pub mod columns;
pub mod dates;
pub mod instruments;
pub mod trades;
pub mod values;

// Re-export commonly used items
pub use crate::columns::{find_column_value, fuzzy_match_column, has_column, normalize_header, ColumnMatch, RawRow, TradeField};
pub use crate::dates::{date_in_zone, parse_date, parse_timestamp_assume_utc};
pub use chrono_tz::Tz;
pub use crate::instruments::{
    get_contract_multiplier, normalize_instrument, resolve_multiplier, ContractTable, InstrumentMetadata,
    MultiplierLookup, DEFAULT_MULTIPLIER,
};
pub use crate::trades::{find_duplicate_trades, trade_fingerprint, DuplicateTrade};
pub use crate::values::{infer_direction, infer_side, parse_direction, parse_number, try_parse_number};
use anyhow::{Context, Result};
use clap::Parser;
use models::{ParseResult, ValidationError};
use std::{fs, path::PathBuf};
use tracing::info;
use trade_import::{BrokerSelection, ImportContext, ParseOptions, Registry};

/// How many errors/warnings the summary prints before eliding the rest.
const SHOWN_ISSUES: usize = 5;

#[derive(Parser, Debug)]
#[command(name = "import-trades", about = "Detect, parse and convert a broker trade export (CSV).")]
struct Args {
    /// Path to the exported CSV file
    #[arg(required_unless_present = "list_brokers")]
    csv: Option<PathBuf>,

    /// Broker id (tradovate, thinkorswim, tradingview, interactive-brokers, rithmic, ninjatrader, generic) or auto
    #[arg(short, long, default_value = "auto")]
    broker: String,

    /// Account id stamped on every converted trade
    #[arg(short, long)]
    account: Option<String>,

    /// Settings JSON (defaults to ./settings.json when present)
    #[arg(short, long)]
    settings: Option<PathBuf>,

    /// Only print the detected format
    #[arg(long, default_value_t = false)]
    detect_only: bool,

    /// Skip baseline trade validation
    #[arg(long, default_value_t = false)]
    skip_validation: bool,

    /// Write the converted trades here instead of stdout
    #[arg(short, long)]
    output: Option<PathBuf>,

    /// Print the supported broker ids and exit
    #[arg(long, default_value_t = false)]
    list_brokers: bool,
}

fn print_issues(label: &str, issues: &[ValidationError]) {
    for issue in issues.iter().take(SHOWN_ISSUES) {
        println!("[{}] {}", label, issue);
    }
    if issues.len() > SHOWN_ISSUES {
        println!("[{}] ... and {} more", label, issues.len() - SHOWN_ISSUES);
    }
}

fn print_summary(result: &ParseResult) {
    println!(
        "{}: {} trades ({} valid), {} rows, {} skipped, {} duplicates, {} errors, {} warnings",
        result.broker.display_name(),
        result.trades.len(),
        result.stats.valid_trades,
        result.stats.total_rows,
        result.stats.skipped_rows,
        result.stats.duplicates,
        result.errors.len(),
        result.warnings.len()
    );
    print_issues("ERROR", &result.errors);
    print_issues("WARN", &result.warnings);
}

fn main() -> Result<()> {
    logger::init();
    let args = Args::parse();

    let settings = settings_loader::load_settings_or_default(args.settings.as_ref())?;
    let registry = Registry::with_default_parsers(ImportContext::new(settings));

    if args.list_brokers {
        for b in registry.supported_brokers() {
            println!("{:<22}{}", b.id, b.display_name);
        }
        return Ok(());
    }

    let Some(csv_path) = args.csv.as_ref() else {
        return Ok(());
    };
    let content = fs::read_to_string(csv_path).with_context(|| format!("reading {}", csv_path.display()))?;

    let detection = registry.detect_broker_format(&content);
    println!(
        "Detected {} (confidence {:.2}): {}",
        detection.broker.display_name(),
        detection.confidence,
        detection.reason
    );
    if args.detect_only {
        return Ok(());
    }

    let options = ParseOptions {
        broker: args.broker.parse::<BrokerSelection>()?,
        account_id: args.account.clone(),
        skip_validation: args.skip_validation,
    };
    let result = registry
        .parse_csv(&content, &options)
        .with_context(|| format!("parsing {}", csv_path.display()))?;
    print_summary(&result);

    let records = registry.convert_trades_to_input(&result, options.account_id.as_deref());
    let json = serde_json::to_string_pretty(&records)?;
    match &args.output {
        Some(out) => {
            fs::write(out, json).with_context(|| format!("writing {}", out.display()))?;
            info!("Wrote {} trades to {}", records.len(), out.display());
        }
        None => println!("{}", json),
    }
    Ok(())
}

▸ **Assigned task**
Copy each line of the listing above that contains the word "PathBuf".

▸ **Result**
use std::{fs, path::PathBuf};
    csv: Option<PathBuf>,
    settings: Option<PathBuf>,
    output: Option<PathBuf>,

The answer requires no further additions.